Poteva essere un vecchio d’ingegno, che, grazie ad una pronta intelligenza e a un forte senso pratico, trasmetteva la sua autorevolezza e aveva sempre un uditorio attento, di giovani o di adulti, di persone desiderose di parlare con lui e consigliarsi per qualche circostanza o per qualche decisione da prendere. Poteva essere una donna saggia ed esperta, una levatrice, o una semplice massaia, dall’animo buono e comprensivo, che sapeva ascoltare, consolare, orientare, mettere pace nelle famiglie in discordia. Poteva essere un individuo — uomo o donna – in fama di possedere dei poteri occulti, di saper guarire le piante e gli animali ammalati, lì dove il vivaista o il veterinario erano nell’imbarazzo, impotenti, o fallivano nei loro interventi. Poteva anche essere un maturo cantastorie, un profondo conoscitore delle tradizioni locali, di tutte le famiglie del posto, delle usanze e delle credenze religiose, magiche, soprannaturali, che amava raccontare le sue storie affascinanti, la sera, davanti alle grandi famiglie contadine riunite nel fienile, oppure all’osteria, o alla taverna, davanti a un fiasco di buon vino e ad alcuni bicchieri mai vuoti: quando, s’intende, le osterie erano ancora dei luoghi importanti e quasi solenni, pieni di socialità, carichi di storia, di passato, di vita, e non dei locali anonimi, arredati all’americana, con la radio a tutto volume e, magari, con proprietari e camerieri cinesi, dove si beve in fretta e in silenzio, quasi senza amici, poi si paga e si va fuori.

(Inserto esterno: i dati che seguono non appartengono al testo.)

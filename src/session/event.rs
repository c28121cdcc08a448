//! Recognition event names and payloads

use serde::{Deserialize, Serialize};

/// Names of the events a recognition session can emit
///
/// The first eleven mirror the engine's raw lifecycle events one to one.
/// [`Data`](Self::Data) and [`Final`](Self::Final) are derived by the
/// session from [`Result`](Self::Result) events, split on finality.
#[derive(Debug, Clone, Copy, PartialEq, Eq, Hash)]
pub enum EventKind {
    /// Audio capture has started
    AudioStart,
    /// Audio capture has ended
    AudioEnd,
    /// The recognition service has ended
    End,
    /// The engine reported a recognition error
    Error,
    /// The engine produced no recognizable speech
    NoMatch,
    /// A recognition result is available
    Result,
    /// Sound of any kind has been detected
    SoundStart,
    /// Sound is no longer detected
    SoundEnd,
    /// Speech has been detected
    SpeechStart,
    /// Speech is no longer detected
    SpeechEnd,
    /// The recognition service has started listening
    Start,
    /// An interim recognition result is available
    Data,
    /// A final recognition result is available
    Final,
}

impl EventKind {
    /// Parse an event name
    #[must_use]
    pub fn from_str(s: &str) -> Option<Self> {
        match s {
            "audiostart" => Some(Self::AudioStart),
            "audioend" => Some(Self::AudioEnd),
            "end" => Some(Self::End),
            "error" => Some(Self::Error),
            "nomatch" => Some(Self::NoMatch),
            "result" => Some(Self::Result),
            "soundstart" => Some(Self::SoundStart),
            "soundend" => Some(Self::SoundEnd),
            "speechstart" => Some(Self::SpeechStart),
            "speechend" => Some(Self::SpeechEnd),
            "start" => Some(Self::Start),
            "data" => Some(Self::Data),
            "final" => Some(Self::Final),
            _ => None,
        }
    }

    /// Event name as a static string
    #[must_use]
    pub const fn as_str(&self) -> &'static str {
        match self {
            Self::AudioStart => "audiostart",
            Self::AudioEnd => "audioend",
            Self::End => "end",
            Self::Error => "error",
            Self::NoMatch => "nomatch",
            Self::Result => "result",
            Self::SoundStart => "soundstart",
            Self::SoundEnd => "soundend",
            Self::SpeechStart => "speechstart",
            Self::SpeechEnd => "speechend",
            Self::Start => "start",
            Self::Data => "data",
            Self::Final => "final",
        }
    }
}

/// A recognition event with its payload
///
/// Lifecycle events carry no payload. [`Error`](Self::Error) carries the
/// engine's reason string and [`Result`](Self::Result) carries the
/// transcript alongside its finality flag and result index.
#[derive(Debug, Clone, PartialEq, Eq, Serialize, Deserialize)]
#[serde(tag = "type", rename_all = "lowercase")]
pub enum RecognitionEvent {
    /// Audio capture has started
    AudioStart,
    /// Audio capture has ended
    AudioEnd,
    /// The recognition service has ended
    End,
    /// The engine reported a recognition error
    Error {
        /// Engine-supplied error reason, passed through opaquely
        reason: String,
    },
    /// The engine produced no recognizable speech
    NoMatch,
    /// A recognition result is available
    Result {
        /// Recognized text
        transcript: String,
        /// Whether the engine considers this result final
        is_final: bool,
        /// Index of this result in the engine's result list
        index: usize,
    },
    /// Sound of any kind has been detected
    SoundStart,
    /// Sound is no longer detected
    SoundEnd,
    /// Speech has been detected
    SpeechStart,
    /// Speech is no longer detected
    SpeechEnd,
    /// The recognition service has started listening
    Start,
}

impl RecognitionEvent {
    /// The raw event name this payload arrives under
    #[must_use]
    pub fn kind(&self) -> EventKind {
        match self {
            Self::AudioStart => EventKind::AudioStart,
            Self::AudioEnd => EventKind::AudioEnd,
            Self::End => EventKind::End,
            Self::Error { .. } => EventKind::Error,
            Self::NoMatch => EventKind::NoMatch,
            Self::Result { .. } => EventKind::Result,
            Self::SoundStart => EventKind::SoundStart,
            Self::SoundEnd => EventKind::SoundEnd,
            Self::SpeechStart => EventKind::SpeechStart,
            Self::SpeechEnd => EventKind::SpeechEnd,
            Self::Start => EventKind::Start,
        }
    }
}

Insomma: prima del definitivo avvento della modernità, ossia della società industriale avanzata, le persone, mediamente, erano più diverse l’una dall’altra, anche se simili erano i loro valori, i loro punti di riferimento, le loro prospettive; vi era una maggiore uniformità sui valori sociali condivisi, sui fondamenti e sulle ragioni ultime del vivere insieme con gli altri, ma vi era, nel complesso, una assai maggiore differenziazione in fatto di caratteri, atteggiamenti, modi di parlare, insomma in fatto di sensibilità individuale. Vi era più spazio per il talento, per la creatività, per l’originalità del singolo. Non è vero che la civiltà contadina, e, in generale, la civiltà pre-industriale, erano tendenzialmente conformiste; erano molto attaccate alla stabilità, questo sì, nel senso che davano importanza alla tradizione e alla fedele trasmissione dei modi di sentire, di pensare e di vivere delle generazioni precedenti; ma poi, in concreto, ciascuno era sollecitato ad entrare nella vita secondo la sua inclinazione, a svolgere il suo lavoro con le sue attitudini particolari, a dare il meglio di sé in quello che aveva di originale rispetto a tutti gli altri. Il falegname, il pittore, l’oste, il calzolaio, il commerciante, il droghiere, il tipografo, il macellaio, il tappezziere, l’arrotino, l’ombrellaio, il contadino — sissignori: il contadino –, svolgevano il proprio mestiere ciascuno in una sua maniera caratteristica: e non c’erano mai due maniere perfettamente uguali.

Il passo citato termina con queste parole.